LPs and startup employees are suffering as a result of VC greed. Why? According to Palihapitiya, LPs are seeing delayed returns and startup employees are being offered stock options at inflated prices to match a company’s sky-high valuation.
“VCs bid up and mark up each other’s portfolio company valuations today, justifying high prices by pointing to today’s user growth and tomorrow’s network effects. Those companies then go spend that money on even more user growth, often in zero-sum competition with one another.

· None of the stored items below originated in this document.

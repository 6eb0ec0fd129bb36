//! Dense f32 matrix multiplication: C = A @ B for N×N row-major matrices.
//!
//! Both strategies iterate output row `i`, then reduction index `k`, then
//! output column `j`, so the innermost loop streams a row of `B` and a row of
//! `C` sequentially. The vectorized path additionally blocks the loops into
//! cache-sized tiles and uses an 8-wide fused multiply-add.

use crate::strategy::Strategy;
use crate::LANES;

// Block sizes of the tiled path; one 64×64 f32 tile is 16 KiB.
const TILE_M: usize = 64;
const TILE_N: usize = 64;
const TILE_K: usize = 64;

/// C[i][j] = Σ_k A[i][k] * B[k][j]
///
/// `a`, `b` and `c` must each hold `n * n` elements. `c` is overwritten.
pub fn matmul_f32(a: &[f32], b: &[f32], c: &mut [f32], n: usize, strategy: Strategy) {
    let len = n * n;
    debug_assert_eq!(a.len(), len, "matmul_f32: A is not {n}x{n}");
    debug_assert_eq!(b.len(), len, "matmul_f32: B is not {n}x{n}");
    debug_assert_eq!(c.len(), len, "matmul_f32: C is not {n}x{n}");

    let (a, b, c) = (&a[..len], &b[..len], &mut c[..len]);
    c.fill(0.0);

    match strategy {
        Strategy::Scalar => matmul_scalar(a, b, c, n),
        Strategy::Vectorized => matmul_vectorized(a, b, c, n),
    }
}

/// Untiled i-k-j loop.
fn matmul_scalar(a: &[f32], b: &[f32], c: &mut [f32], n: usize) {
    for i in 0..n {
        let c_row = &mut c[i * n..(i + 1) * n];
        for k in 0..n {
            let a_val = a[i * n + k];
            let b_row = &b[k * n..(k + 1) * n];
            for (cv, &bv) in c_row.iter_mut().zip(b_row) {
                *cv += a_val * bv;
            }
        }
    }
}

fn matmul_vectorized(a: &[f32], b: &[f32], c: &mut [f32], n: usize) {
    #[cfg(target_arch = "x86_64")]
    {
        if crate::simd::SimdCapability::detect().has_avx2_fma() {
            // Safety: AVX2 and FMA support checked above
            unsafe { tiled_matmul_avx2(a, b, c, n) };
            return;
        }
    }

    tiled_matmul_lanes(a, b, c, n);
}

/// Portable tiled matmul with a lane-chunked inner loop.
///
/// For a fixed (i, j) the products are still summed in increasing `k`, so
/// this agrees exactly with `matmul_scalar`.
fn tiled_matmul_lanes(a: &[f32], b: &[f32], c: &mut [f32], n: usize) {
    for i0 in (0..n).step_by(TILE_M) {
        let i_end = (i0 + TILE_M).min(n);
        for j0 in (0..n).step_by(TILE_N) {
            let j_end = (j0 + TILE_N).min(n);
            for p0 in (0..n).step_by(TILE_K) {
                let p_end = (p0 + TILE_K).min(n);

                for i in i0..i_end {
                    let c_tile = &mut c[i * n + j0..i * n + j_end];
                    for p in p0..p_end {
                        let a_val = a[i * n + p];
                        let b_tile = &b[p * n + j0..p * n + j_end];

                        let mut c_chunks = c_tile.chunks_exact_mut(LANES);
                        let mut b_chunks = b_tile.chunks_exact(LANES);
                        for (cs, bs) in (&mut c_chunks).zip(&mut b_chunks) {
                            for (cv, &bv) in cs.iter_mut().zip(bs) {
                                *cv += a_val * bv;
                            }
                        }
                        for (cv, &bv) in c_chunks.into_remainder().iter_mut().zip(b_chunks.remainder()) {
                            *cv += a_val * bv;
                        }
                    }
                }
            }
        }
    }
}

/// Same tiling as `tiled_matmul_lanes`, with the row update
/// `c[i, j..j+8] += a[i, p] * b[p, j..j+8]` done as one `vfmadd`. The fused
/// rounding means results can differ from the scalar loop in the last bits.
#[cfg(target_arch = "x86_64")]
#[target_feature(enable = "avx2,fma")]
unsafe fn tiled_matmul_avx2(a: &[f32], b: &[f32], c: &mut [f32], n: usize) {
    use std::arch::x86_64::*;

    for i0 in (0..n).step_by(TILE_M) {
        let i_end = (i0 + TILE_M).min(n);
        for j0 in (0..n).step_by(TILE_N) {
            let j_end = (j0 + TILE_N).min(n);
            for p0 in (0..n).step_by(TILE_K) {
                let p_end = (p0 + TILE_K).min(n);

                for i in i0..i_end {
                    let c_tile = &mut c[i * n + j0..i * n + j_end];
                    for p in p0..p_end {
                        let a_scalar = a[i * n + p];
                        let a_val = _mm256_set1_ps(a_scalar);
                        let b_tile = &b[p * n + j0..p * n + j_end];

                        let mut j = 0;
                        while j + LANES <= b_tile.len() {
                            let c_ptr = c_tile.as_mut_ptr().add(j);
                            let b_vec = _mm256_loadu_ps(b_tile.as_ptr().add(j));
                            let c_vec = _mm256_loadu_ps(c_ptr);
                            _mm256_storeu_ps(c_ptr, _mm256_fmadd_ps(a_val, b_vec, c_vec));
                            j += LANES;
                        }

                        // Scalar tail
                        while j < b_tile.len() {
                            c_tile[j] += a_scalar * b_tile[j];
                            j += 1;
                        }
                    }
                }
            }
        }
    }
}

Today’s limited partners are fine with the exercise in the short run, as it gives them the markups and projected returns that they need to keep their own bosses happy.”
“Ultimately, the bill gets handed to current and future LPs (many years down the road), and startup employees (who lack the means to do anything about the problem other than leave for a new company, and acquire a ‘portfolio’ of options.)”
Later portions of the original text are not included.